• _The problem_:
Nothing but the lines from the one with "pub struct ClaimedJob" through the final line of the entries below should be written out, each exactly as given.

• _Provided data_:
//! Job records and their lifecycle transitions.

use chrono::{DateTime, Utc};
use schemars::JsonSchema;
use serde::{Deserialize, Serialize};
use std::fmt;
use std::str::FromStr;
use thiserror::Error;
use uuid::Uuid;

use crate::lease::{Lease, ProcessingToken};
use crate::runner::RunnerId;

/// Maximum stored error message length.
pub const ERROR_MESSAGE_MAX_LEN: usize = 5000;

/// Unique identifier for a job.
#[derive(Debug, Clone, PartialEq, Eq, Hash, Serialize, Deserialize, JsonSchema)]
#[serde(transparent)]
pub struct JobId(pub String);

impl JobId {
    /// Generate a new random job ID.
    pub fn new() -> Self {
        Self(Uuid::new_v4().to_string())
    }

    /// Create from an existing string.
    pub fn from_string(s: impl Into<String>) -> Self {
        Self(s.into())
    }

    /// Get the inner string.
    pub fn as_str(&self) -> &str {
        &self.0
    }
}

impl Default for JobId {
    fn default() -> Self {
        Self::new()
    }
}

impl fmt::Display for JobId {
    fn fmt(&self, f: &mut fmt::Formatter<'_>) -> fmt::Result {
        write!(f, "{}", self.0)
    }
}

/// Kind of work a job carries.
#[derive(Debug, Clone, Copy, PartialEq, Eq, Hash, Serialize, Deserialize, JsonSchema)]
#[serde(rename_all = "kebab-case")]
pub enum JobType {
    VodWebVideoTranscoding,
    VodHlsTranscoding,
    VodAudioMergeTranscoding,
    LiveRtmpHlsTranscoding,
    VideoStudioTranscoding,
    VideoTranscription,
    GenerateVideoStoryboard,
}

impl JobType {
    pub const ALL: [JobType; 7] = [
        JobType::VodWebVideoTranscoding,
        JobType::VodHlsTranscoding,
        JobType::VodAudioMergeTranscoding,
        JobType::LiveRtmpHlsTranscoding,
        JobType::VideoStudioTranscoding,
        JobType::VideoTranscription,
        JobType::GenerateVideoStoryboard,
    ];

    pub fn as_str(&self) -> &'static str {
        match self {
            JobType::VodWebVideoTranscoding => "vod-web-video-transcoding",
            JobType::VodHlsTranscoding => "vod-hls-transcoding",
            JobType::VodAudioMergeTranscoding => "vod-audio-merge-transcoding",
            JobType::LiveRtmpHlsTranscoding => "live-rtmp-hls-transcoding",
            JobType::VideoStudioTranscoding => "video-studio-transcoding",
            JobType::VideoTranscription => "video-transcription",
            JobType::GenerateVideoStoryboard => "generate-video-storyboard",
        }
    }

    /// Live jobs get their own staleness window.
    pub fn is_live(&self) -> bool {
        matches!(self, JobType::LiveRtmpHlsTranscoding)
    }
}

impl fmt::Display for JobType {
    fn fmt(&self, f: &mut fmt::Formatter<'_>) -> fmt::Result {
        f.write_str(self.as_str())
    }
}

/// Error returned when parsing an unknown job type name.
#[derive(Debug, Clone, PartialEq, Eq, Error)]
#[error("Unknown job type: {0}")]
pub struct ParseJobTypeError(pub String);

impl FromStr for JobType {
    type Err = ParseJobTypeError;

    fn from_str(s: &str) -> Result<Self, Self::Err> {
        JobType::ALL
            .into_iter()
            .find(|t| t.as_str() == s.trim())
            .ok_or_else(|| ParseJobTypeError(s.to_string()))
    }
}

/// Job state.
#[derive(Debug, Clone, Copy, PartialEq, Eq, Hash, Serialize, Deserialize, JsonSchema, Default)]
#[serde(rename_all = "snake_case")]
pub enum JobState {
    /// Claimable by any runner accepting its type
    #[default]
    Pending,
    /// Parent has not completed yet
    WaitingForParentJob,
    /// Owned by a runner through a lease
    Processing,
    Completed,
    /// Failure budget exhausted
    Errored,
    Cancelled,
    ParentErrored,
    ParentCancelled,
}

impl JobState {
    pub fn as_str(&self) -> &'static str {
        match self {
            JobState::Pending => "pending",
            JobState::WaitingForParentJob => "waiting_for_parent_job",
            JobState::Processing => "processing",
            JobState::Completed => "completed",
            JobState::Errored => "errored",
            JobState::Cancelled => "cancelled",
            JobState::ParentErrored => "parent_errored",
            JobState::ParentCancelled => "parent_cancelled",
        }
    }

    pub fn is_terminal(&self) -> bool {
        matches!(
            self,
            JobState::Completed
                | JobState::Errored
                | JobState::Cancelled
                | JobState::ParentErrored
                | JobState::ParentCancelled
        )
    }

    pub fn is_cancellable(&self) -> bool {
        matches!(
            self,
            JobState::Pending | JobState::WaitingForParentJob | JobState::Processing
        )
    }

    /// State a child is forced into when its parent ends in `self`, if any.
    pub fn cascade_to_child(&self) -> Option<JobState> {
        match self {
            JobState::Completed => Some(JobState::Pending),
            JobState::Errored | JobState::ParentErrored => Some(JobState::ParentErrored),
            JobState::Cancelled | JobState::ParentCancelled => Some(JobState::ParentCancelled),
            _ => None,
        }
    }
}

impl fmt::Display for JobState {
    fn fmt(&self, f: &mut fmt::Formatter<'_>) -> fmt::Result {
        f.write_str(self.as_str())
    }
}

/// What a recorded failure did to the job.
#[derive(Debug, Clone, Copy, PartialEq, Eq)]
pub enum FailureOutcome {
    /// Back to PENDING for another attempt
    Requeued { failures: u32 },
    /// Failure budget exhausted, job is ERRORED
    Errored { failures: u32 },
}

/// A unit of work dispatched to runners.
#[derive(Debug, Clone, Serialize, Deserialize, JsonSchema)]
pub struct Job {
    /// Unique job ID
    pub id: JobId,

    /// Job type
    pub job_type: JobType,

    /// Task-specific payload, sent to the runner
    pub payload: serde_json::Value,

    /// Server-only payload, never sent to a runner
    #[serde(default)]
    pub private_payload: serde_json::Value,

    #[serde(default)]
    pub state: JobState,

    /// Lower runs first
    #[serde(default)]
    pub priority: i32,

    /// Number of recorded failures
    #[serde(default)]
    pub failures: u32,

    /// Last error message
    #[serde(skip_serializing_if = "Option::is_none")]
    pub error: Option<String>,

    /// Progress (0-100)
    #[serde(skip_serializing_if = "Option::is_none")]
    pub progress: Option<u8>,

    /// Present iff the job is PROCESSING
    #[serde(skip_serializing_if = "Option::is_none")]
    pub lease: Option<Lease>,

    /// Owner while processing, kept once the job is terminal
    #[serde(skip_serializing_if = "Option::is_none")]
    pub runner_id: Option<RunnerId>,

    /// Parent job that must complete first
    #[serde(skip_serializing_if = "Option::is_none")]
    pub depends_on: Option<JobId>,

    pub created_at: DateTime<Utc>,

    #[serde(skip_serializing_if = "Option::is_none")]
    pub started_at: Option<DateTime<Utc>>,

    #[serde(skip_serializing_if = "Option::is_none")]
    pub finished_at: Option<DateTime<Utc>>,

    pub updated_at: DateTime<Utc>,
}

impl Job {
    /// Create a new PENDING job.
    pub fn new(job_type: JobType, payload: serde_json::Value) -> Self {
        let now = Utc::now();

        Self {
            id: JobId::new(),
            job_type,
            payload,
            private_payload: serde_json::Value::Null,
            state: JobState::Pending,
            priority: 0,
            failures: 0,
            error: None,
            progress: None,
            lease: None,
            runner_id: None,
            depends_on: None,
            created_at: now,
            started_at: None,
            finished_at: None,
            updated_at: now,
        }
    }

    pub fn with_private_payload(mut self, private_payload: serde_json::Value) -> Self {
        self.private_payload = private_payload;
        self
    }

    pub fn with_priority(mut self, priority: i32) -> Self {
        self.priority = priority;
        self
    }

    /// Attach a parent; the caller decides the initial state from the parent's state.
    pub fn with_parent(mut self, parent: JobId, initial_state: JobState) -> Self {
        self.depends_on = Some(parent);
        self.state = initial_state;
        self
    }

    /// Current processing token, if the job is leased.
    pub fn processing_token(&self) -> Option<&ProcessingToken> {
        self.lease.as_ref().map(|l| &l.token)
    }

    /// Whether `token` and `runner_id` own this job right now.
    pub fn is_held_by(&self, token: &ProcessingToken, runner_id: &RunnerId) -> bool {
        self.state == JobState::Processing
            && self
                .lease
                .as_ref()
                .is_some_and(|l| l.is_held_by(token, runner_id))
    }

    /// PENDING -> PROCESSING under a fresh lease.
    pub fn begin_processing(&mut self, runner_id: RunnerId, now: DateTime<Utc>) -> &Lease {
        self.state = JobState::Processing;
        self.runner_id = Some(runner_id.clone());
        self.started_at = Some(now);
        self.updated_at = now;
        self.lease.insert(Lease::grant(runner_id, now))
    }

    /// Record a progress report from the owner.
    pub fn renew(&mut self, progress: Option<u8>, now: DateTime<Utc>) {
        if let Some(lease) = self.lease.as_mut() {
            lease.renew(now);
        }
        if progress.is_some() {
            self.progress = progress;
        }
        self.updated_at = now;
    }

    /// PROCESSING -> COMPLETED.
    pub fn complete(&mut self, now: DateTime<Utc>) {
        self.state = JobState::Completed;
        self.lease = None;
        self.progress = Some(100);
        self.finished_at = Some(now);
        self.updated_at = now;
    }

    /// Back to PENDING with every trace of the previous attempt removed.
    pub fn reset_to_pending(&mut self, now: DateTime<Utc>) {
        self.state = JobState::Pending;
        self.lease = None;
        self.runner_id = None;
        self.progress = None;
        self.started_at = None;
        self.updated_at = now;
    }

    /// Count a failure and either requeue or terminally fail the job.
    pub fn record_failure(
        &mut self,
        message: &str,
        max_failures: u32,
        now: DateTime<Utc>,
    ) -> FailureOutcome {
        self.failures += 1;
        self.error = Some(truncate_message(message));

        if self.failures < max_failures {
            self.reset_to_pending(now);
            FailureOutcome::Requeued {
                failures: self.failures,
            }
        } else {
            self.state = JobState::Errored;
            self.lease = None;
            self.finished_at = Some(now);
            self.updated_at = now;
            FailureOutcome::Errored {
                failures: self.failures,
            }
        }
    }

    /// Administrative cancellation.
    pub fn cancel(&mut self, now: DateTime<Utc>) {
        self.state = JobState::Cancelled;
        self.lease = None;
        self.finished_at = Some(now);
        self.updated_at = now;
    }

    /// Apply the consequence of the parent reaching `parent_state`.
    ///
    /// Returns false when the parent state has no effect on this job.
    pub fn follow_parent(&mut self, parent_state: JobState, now: DateTime<Utc>) -> bool {
        let Some(next) = parent_state.cascade_to_child() else {
            return false;
        };

        match next {
            JobState::Pending if self.state == JobState::WaitingForParentJob => {
                self.state = JobState::Pending;
            }
            JobState::ParentErrored | JobState::ParentCancelled if !self.state.is_terminal() => {
                self.state = next;
                self.lease = None;
                self.finished_at = Some(now);
            }
            _ => return false,
        }

        self.updated_at = now;
        true
    }

    /// Runner-visible view of the job, without the private payload.
    pub fn to_claimed(&self) -> Option<ClaimedJob> {
        let token = self.processing_token()?.clone();
        Some(ClaimedJob {
            id: self.id.clone(),
            job_type: self.job_type,
            payload: self.payload.clone(),
            priority: self.priority,
            token,
        })
    }

    /// Runner-visible listing entry for claimable jobs.
    pub fn to_available(&self) -> AvailableJob {
        AvailableJob {
            id: self.id.clone(),
            job_type: self.job_type,
            payload: self.payload.clone(),
            priority: self.priority,
            created_at: self.created_at,
        }
    }
}

fn truncate_message(message: &str) -> String {
    if message.chars().count() <= ERROR_MESSAGE_MAX_LEN {
        message.to_string()
    } else {
        message.chars().take(ERROR_MESSAGE_MAX_LEN).collect()
    }
}

/// A job handed to a runner by a successful claim.
#[derive(Debug, Clone, Serialize, Deserialize, JsonSchema)]
pub struct ClaimedJob {
    pub id: JobId,
    pub job_type: JobType,
    pub payload: serde_json::Value,
    pub priority: i32,
    /// Token required on every call about this job
    pub token: ProcessingToken,
}

/// A claimable job as listed to runners.
#[derive(Debug, Clone, Serialize, Deserialize, JsonSchema)]
pub struct AvailableJob {
    pub id: JobId,
    pub job_type: JobType,
    pub payload: serde_json::Value,
    pub priority: i32,
    pub created_at: DateTime<Utc>,
}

• _Solution_:
pub struct ClaimedJob {
    pub id: JobId,
    pub job_type: JobType,
    pub payload: serde_json::Value,
    pub priority: i32,
    /// Token required on every call about this job
    pub token: ProcessingToken,
}

/// A claimable job as listed to runners.
#[derive(Debug, Clone, Serialize, Deserialize, JsonSchema)]
pub struct AvailableJob {
    pub id: JobId,
    pub job_type: JobType,
    pub payload: serde_json::Value,
    pub priority: i32,
    pub created_at: DateTime<Utc>,
}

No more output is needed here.